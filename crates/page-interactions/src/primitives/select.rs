//! Select primitive.

use std::sync::Arc;

use cdp_bridge::PageDriver;
use serde_json::Value;
use tracing::debug;

use crate::errors::ActionError;
use crate::primitives::quote;

/// Choose an option on the `<select>` (or listbox-like widget) at `css`.
///
/// Ladder: match by option value → by exact label → by substring of either
/// → open the widget and click the matching option.
pub async fn select_option(
    driver: &Arc<dyn PageDriver>,
    css: &str,
    value_or_label: &str,
    warnings: &mut Vec<String>,
) -> Result<(), ActionError> {
    let quoted = quote(css);
    let wanted = quote(value_or_label);

    // One in-page pass tries value, exact label, then substring. It reports
    // which rung matched so the fallback warning is precise.
    let matched = driver
        .evaluate(&format!(
            r#"(() => {{
                const el = document.querySelector({quoted});
                if (!el || !el.options) return null;
                const wanted = {wanted};
                const pick = (index) => {{
                    el.selectedIndex = index;
                    el.dispatchEvent(new Event("input", {{ bubbles: true }}));
                    el.dispatchEvent(new Event("change", {{ bubbles: true }}));
                }};
                const options = Array.from(el.options);
                let at = options.findIndex((o) => o.value === wanted);
                if (at >= 0) {{ pick(at); return "value"; }}
                at = options.findIndex((o) => (o.textContent || "").trim() === wanted);
                if (at >= 0) {{ pick(at); return "label"; }}
                at = options.findIndex((o) =>
                    o.value.includes(wanted) || (o.textContent || "").includes(wanted));
                if (at >= 0) {{ pick(at); return "substring"; }}
                return "none";
            }})()"#
        ))
        .await?;

    match matched.as_str() {
        Some("value") => return Ok(()),
        Some("label") => {
            warnings.push(format!(
                "select: no option with value '{value_or_label}' on {css}; matched by label"
            ));
            return Ok(());
        }
        Some("substring") => {
            warnings.push(format!(
                "select: matched '{value_or_label}' by substring on {css}"
            ));
            return Ok(());
        }
        Some("none") => {
            return Err(ActionError::OptionNotFound(format!(
                "'{value_or_label}' not among the options of {css}"
            )))
        }
        _ => {
            debug!(target: "page-interactions", css, "not a native select; trying open-and-click");
            warnings.push(format!(
                "select: {css} is not a native select; opening and clicking the option"
            ));
        }
    }

    // Custom widget rung: open it, then click the option whose text matches.
    driver.click_css(css).await?;
    let clicked = driver
        .evaluate(&format!(
            r#"(() => {{
                const wanted = {wanted};
                const options = document.querySelectorAll(
                    "[role='option'], li, .option, .dropdown-item");
                for (const option of options) {{
                    const text = ((option.innerText || "") + "").trim();
                    if (text === wanted || text.includes(wanted)) {{
                        option.click();
                        return true;
                    }}
                }}
                return false;
            }})()"#
        ))
        .await?;

    if clicked == Value::Bool(true) {
        Ok(())
    } else {
        Err(ActionError::OptionNotFound(format!(
            "'{value_or_label}' not found after opening {css}"
        )))
    }
}
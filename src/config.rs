//! Filter parameters and the YAML pipeline description.

use crate::error::{Error, Result};
use serde::{Deserialize, Serialize};
use std::fs;
use std::path::Path;

pub const DEFAULT_RESOLUTION: u32 = 256;

fn check_threshold(name: &str, value: f32) -> Result<()> {
    // +inf is allowed, it means "every neighbor counts"
    if value.is_nan() || value < 0.0 {
        return Err(Error::InvalidParameter(format!(
            "{} must be >= 0, got {}",
            name, value
        )));
    }
    Ok(())
}

#[derive(Copy, Clone, Debug, PartialEq, Serialize, Deserialize)]
#[serde(default)]
pub struct RelaxParams {
    pub kernel_radius: u32,
    pub iterations: u64,
    /// Neighbors farther than this (Euclidean, normalized RGB) from the center are ignored.
    pub reduction_threshold: f32,
}

impl Default for RelaxParams {
    fn default() -> Self {
        Self {
            kernel_radius: 4,
            iterations: 256 * 256 * 10,
            // sqrt(0.007), the same cutoff expressed for a squared metric
            reduction_threshold: 0.084,
        }
    }
}

impl RelaxParams {
    pub fn validate(&self) -> Result<()> {
        check_threshold("reduction_threshold", self.reduction_threshold)
    }
}

#[derive(Copy, Clone, Debug, PartialEq, Serialize, Deserialize)]
#[serde(default)]
pub struct EdgeParams {
    pub threshold: f32,
}

impl Default for EdgeParams {
    fn default() -> Self {
        Self { threshold: 0.1 }
    }
}

impl EdgeParams {
    pub fn validate(&self) -> Result<()> {
        check_threshold("edge threshold", self.threshold)
    }
}

#[derive(Copy, Clone, Debug, PartialEq, Serialize, Deserialize)]
#[serde(default)]
pub struct ThinParams {
    /// Number of single eight-element sweeps.
    pub repetitions: u32,
}

impl Default for ThinParams {
    fn default() -> Self {
        Self { repetitions: 4 }
    }
}

#[derive(Copy, Clone, Debug, PartialEq, Serialize, Deserialize)]
#[serde(default)]
pub struct SharpenParams {
    pub subtlety: f32,
    pub exponent: f32,
}

impl Default for SharpenParams {
    fn default() -> Self {
        Self {
            subtlety: 0.1,
            exponent: 1.2,
        }
    }
}

impl SharpenParams {
    pub fn validate(&self) -> Result<()> {
        check_threshold("subtlety", self.subtlety)?;
        if !self.exponent.is_finite() || self.exponent < 0.0 {
            return Err(Error::InvalidParameter(format!(
                "exponent must be finite and >= 0, got {}",
                self.exponent
            )));
        }
        Ok(())
    }
}

#[derive(Copy, Clone, Debug, PartialEq, Serialize, Deserialize)]
#[serde(default)]
pub struct BinarizeParams {
    /// Mean channel intensity above which a pixel becomes foreground.
    pub threshold: f32,
}

impl Default for BinarizeParams {
    fn default() -> Self {
        Self { threshold: 0.5 }
    }
}

impl BinarizeParams {
    pub fn validate(&self) -> Result<()> {
        check_threshold("binarize threshold", self.threshold)
    }
}

#[derive(Copy, Clone, Debug, PartialEq, Serialize, Deserialize)]
#[serde(tag = "kind", rename_all = "snake_case")]
pub enum Stage {
    Relax(RelaxParams),
    SurfaceChange,
    EdgeMap(EdgeParams),
    Thin(ThinParams),
    Sharpen(SharpenParams),
    Binarize(BinarizeParams),
}

impl Stage {
    pub fn validate(&self) -> Result<()> {
        match self {
            Stage::Relax(params) => params.validate(),
            Stage::EdgeMap(params) => params.validate(),
            Stage::Sharpen(params) => params.validate(),
            Stage::Binarize(params) => params.validate(),
            Stage::SurfaceChange | Stage::Thin(_) => Ok(()),
        }
    }
}

#[derive(Clone, Debug, PartialEq, Serialize, Deserialize)]
#[serde(default)]
pub struct PipelineConfig {
    /// Working resolution the source is resized to.
    pub width: u32,
    pub height: u32,
    /// Nearest-neighbor magnification applied to the result.
    pub upscale: u32,
    pub stages: Vec<Stage>,
}

impl Default for PipelineConfig {
    fn default() -> Self {
        Self {
            width: DEFAULT_RESOLUTION,
            height: DEFAULT_RESOLUTION,
            upscale: 1,
            stages: vec![
                Stage::Relax(RelaxParams::default()),
                Stage::Sharpen(SharpenParams::default()),
            ],
        }
    }
}

impl PipelineConfig {
    pub fn validate(&self) -> Result<()> {
        if self.width == 0 || self.height == 0 {
            return Err(Error::InvalidDimensions {
                width: self.width,
                height: self.height,
            });
        }
        if self.upscale == 0 {
            return Err(Error::InvalidParameter("upscale must be >= 1".to_owned()));
        }
        if self.width.checked_mul(self.upscale).is_none()
            || self.height.checked_mul(self.upscale).is_none()
        {
            return Err(Error::InvalidParameter(format!(
                "upscale x{} overflows {}x{}",
                self.upscale, self.width, self.height
            )));
        }
        for stage in &self.stages {
            stage.validate()?;
        }
        Ok(())
    }

    pub fn to_yaml(&self) -> Result<String> {
        Ok(serde_yaml::to_string(self)?)
    }

    pub fn from_yaml(yaml: &str) -> Result<Self> {
        Ok(serde_yaml::from_str(yaml)?)
    }

    pub fn save<P: AsRef<Path>>(&self, path: P) -> Result<()> {
        fs::write(path, self.to_yaml()?)?;
        Ok(())
    }

    pub fn load<P: AsRef<Path>>(path: P) -> Result<Self> {
        let string = fs::read_to_string(path)?;
        Self::from_yaml(&string)
    }
}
-*-
Go through the records line by line, and copy each line that holds the string "const".

                const el = document.querySelector({quoted});
                const wanted = {wanted};
                const pick = (index) => {{
                const options = Array.from(el.options);
                const wanted = {wanted};
                const options = document.querySelectorAll(
                for (const option of options) {{
                    const text = ((option.innerText || "") + "").trim();
pub const DEFAULT_RESOLUTION: u32 = 256;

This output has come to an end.